O senador Cleitinho Azevedo (Republicanos) decidiu oficialmente não disputar o Governo de Minas Gerais neste ano, decisão que altera significativamente o cenário eleitoral no estado e deixa a disputa com múltiplos candidatos sem um favorito claro. Após meses de hesitação, a definição foi confirmada nesta segunda-feira (3), após reunião em Brasília entre o presidente nacional do Republicanos, Marcos Pereira, o presidente estadual da legenda, Euclydes Pettersen, e o próprio senador. A decisão do partido ocorre em um momento de forte expectativa e movimentação no tabuleiro político mineiro, que agora se vê sem uma liderança consolidada para o Palácio Tiradentes.
Segundo Marcos Pereira, o partido tentou, durante semanas, convencer Cleitinho a formalizar uma candidatura ao governo estadual, oferecendo diversas oportunidades de alinhamento com alianças e partidos aliados, como o PL, o União Brasil e o Progressistas (PP). No entanto, o senador optou por não seguir adiante, alegando dificuldades pessoais e um momento delicado que estaria enfrentando. Pereira afirmou que a decisão foi tomada de forma espontânea pelo parlamentar, que, em lágrimas, pediu desculpas ao povo mineiro por não poder concorrer nesta eleição. Cleitinho também justificou sua postura ao afirmar que sua condição atual não lhe permitiria participar de uma campanha de forma honesta e transparente, reforçando a necessidade de ser sincero com seus apoiadores.
A ausência do senador na disputa abre espaço para uma corrida eleitoral mais indefinida, principalmente na direita e na centro-direita, que agora buscam de forma rápida nomes que possam representar suas forças no processo eleitoral. Entre as possibilidades, destaca-se a candidatura do ex-presidente da Federação das Indústrias do Estado de Minas Gerais (Fiemg), Flávio Roscoe, que é visto como um dos nomes mais fortes do PL. Outra alternativa considerada pelo partido é o ex-prefeito de Betim, Vittorio Medioli, também pelo PL, que tem experiência na administração municipal e pode ser uma opção viável para a legenda.

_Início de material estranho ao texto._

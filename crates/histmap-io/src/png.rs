//! PNG raster format support

use crate::{IoError, IoResult};
use histmap_core::{Channels, Raster};
use png::{BitDepth, ColorType, Decoder, Encoder, Transformations};
use std::io::{BufRead, Seek, Write};

/// Read a PNG raster.
///
/// Palette and sub-byte gray images are expanded to 8 bits, 16-bit
/// samples keep their high byte and alpha is dropped.
pub fn read_png<R: BufRead + Seek>(reader: R) -> IoResult<Raster> {
    let mut decoder = Decoder::new(reader);
    decoder.set_transformations(Transformations::EXPAND);
    let mut reader = decoder
        .read_info()
        .map_err(|e| IoError::DecodeError(format!("PNG decode error: {}", e)))?;

    let (width, height) = {
        let info = reader.info();
        (info.width, info.height)
    };
    let (color_type, bit_depth) = reader.output_color_type();

    let (channels, samples) = match color_type {
        ColorType::Grayscale => (Channels::Gray, 1),
        ColorType::GrayscaleAlpha => (Channels::Gray, 2),
        ColorType::Rgb => (Channels::Rgb, 3),
        ColorType::Rgba => (Channels::Rgb, 4),
        ColorType::Indexed => {
            return Err(IoError::UnsupportedFormat(
                "PNG palette was not expanded".to_string(),
            ));
        }
    };
    let bytes_per_sample = match bit_depth {
        BitDepth::Eight => 1,
        BitDepth::Sixteen => 2,
        other => {
            return Err(IoError::UnsupportedFormat(format!(
                "unsupported PNG bit depth after expansion: {:?}",
                other
            )));
        }
    };

    let buf_size = reader
        .output_buffer_size()
        .ok_or_else(|| IoError::DecodeError("failed to get output buffer size".to_string()))?;
    let mut buf = vec![0; buf_size];
    let output_info = reader
        .next_frame(&mut buf)
        .map_err(|e| IoError::DecodeError(format!("PNG frame error: {}", e)))?;

    let bytes_per_row = output_info.line_size;
    let stride = samples * bytes_per_sample;
    let keep = channels.count() as usize;
    let mut data = Vec::with_capacity(width as usize * height as usize * keep);

    for y in 0..height as usize {
        let row = &buf[y * bytes_per_row..];
        for x in 0..width as usize {
            let px = &row[x * stride..];
            // Big-endian 16-bit samples: the first byte is the high byte.
            for c in 0..keep {
                data.push(px[c * bytes_per_sample]);
            }
        }
    }

    Ok(Raster::from_vec(width, height, channels, data)?)
}

/// Write a PNG raster (8-bit gray or RGB).
pub fn write_png<W: Write>(raster: &Raster, writer: W) -> IoResult<()> {
    let color_type = match raster.channels() {
        Channels::Gray => ColorType::Grayscale,
        Channels::Rgb => ColorType::Rgb,
    };

    let mut encoder = Encoder::new(writer, raster.width(), raster.height());
    encoder.set_color(color_type);
    encoder.set_depth(BitDepth::Eight);

    let mut writer = encoder
        .write_header()
        .map_err(|e| IoError::EncodeError(format!("PNG header error: {}", e)))?;
    writer
        .write_image_data(raster.data())
        .map_err(|e| IoError::EncodeError(format!("PNG write error: {}", e)))?;

    Ok(())
}

#[cfg(test)]
mod tests {
    use super::*;
    use std::io::Cursor;

    #[test]
    fn test_png_gray_roundtrip() {
        let raster = Raster::from_vec(3, 2, Channels::Gray, vec![0, 10, 20, 30, 40, 255]).unwrap();
        let mut buf = Vec::new();
        write_png(&raster, &mut buf).unwrap();
        let back = read_png(Cursor::new(buf)).unwrap();
        assert_eq!(back.channels(), Channels::Gray);
        assert_eq!(back.data(), raster.data());
    }

    #[test]
    fn test_png_rgb_roundtrip() {
        let data: Vec<u8> = (0..2 * 2 * 3).map(|v| v as u8 * 17).collect();
        let raster = Raster::from_vec(2, 2, Channels::Rgb, data).unwrap();
        let mut buf = Vec::new();
        write_png(&raster, &mut buf).unwrap();
        let back = read_png(Cursor::new(buf)).unwrap();
        assert_eq!(back.size(), (2, 2));
        assert_eq!(back.get_rgb(1, 1), raster.get_rgb(1, 1));
    }

    #[test]
    fn test_png_rgba_drops_alpha() {
        let mut buf = Vec::new();
        {
            let mut encoder = Encoder::new(&mut buf, 1, 1);
            encoder.set_color(ColorType::Rgba);
            encoder.set_depth(BitDepth::Eight);
            let mut writer = encoder.write_header().unwrap();
            writer.write_image_data(&[9, 8, 7, 0]).unwrap();
        }
        let raster = read_png(Cursor::new(buf)).unwrap();
        assert_eq!(raster.channels(), Channels::Rgb);
        assert_eq!(raster.get_rgb(0, 0), Some((9, 8, 7)));
    }
}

Além dessas possibilidades, há também o movimento de partidos ligados ao espectro de Jair Bolsonaro, que avaliam apoiar uma eventual candidatura de Marcelo Aro (PP). O ex-deputado e ex-aliado do governador de Minas Gerais, Mateus Simões (PSD), tem sido mencionado como uma alternativa para consolidar uma candidatura de centro-direita. As definições sobre essa estratégia podem ser divulgadas ainda nesta segunda-feira (3), durante a convenção da federação União-PP, marcada para às 18h.
No campo da esquerda, o cenário também ganha novos contornos com a saída de Cleitinho. O deputado federal Patrus Ananias (PT) surge como uma possibilidade de consolidar uma candidatura que possa ampliar sua base de apoio, incluindo o centro político. Próximo ao presidente Luiz Inácio Lula da Silva, Patrus tem articulado para ter em seu entorno aliados do Partido Socialista Brasileiro (PSB), de Geraldo Alckmin, na tentativa de formar uma chapa competitiva. Entre os nomes considerados pelo PSB estão Josué Gomes, ex-presidente da Fiesp e filho do ex-vice-presidente José Alencar, e o ex-procurador-geral de Justiça de Minas Gerais, Jarbas Soares. A convenção do PSB, realizada no último domingo (2), terminou sem uma definição clara sobre o futuro do partido na disputa estadual, reforçando a incerteza que permeia o cenário político mineiro após a decisão de Cleitinho.
A ausência de um candidato consolidado de peso, tanto na esquerda quanto na direita, evidencia a complexidade e a imprevisibilidade do processo eleitoral em Minas Gerais nesta temporada, que deve se desenrolar nas próximas semanas com forte disputa por espaço e por lideranças capazes de representar os diferentes grupos políticos.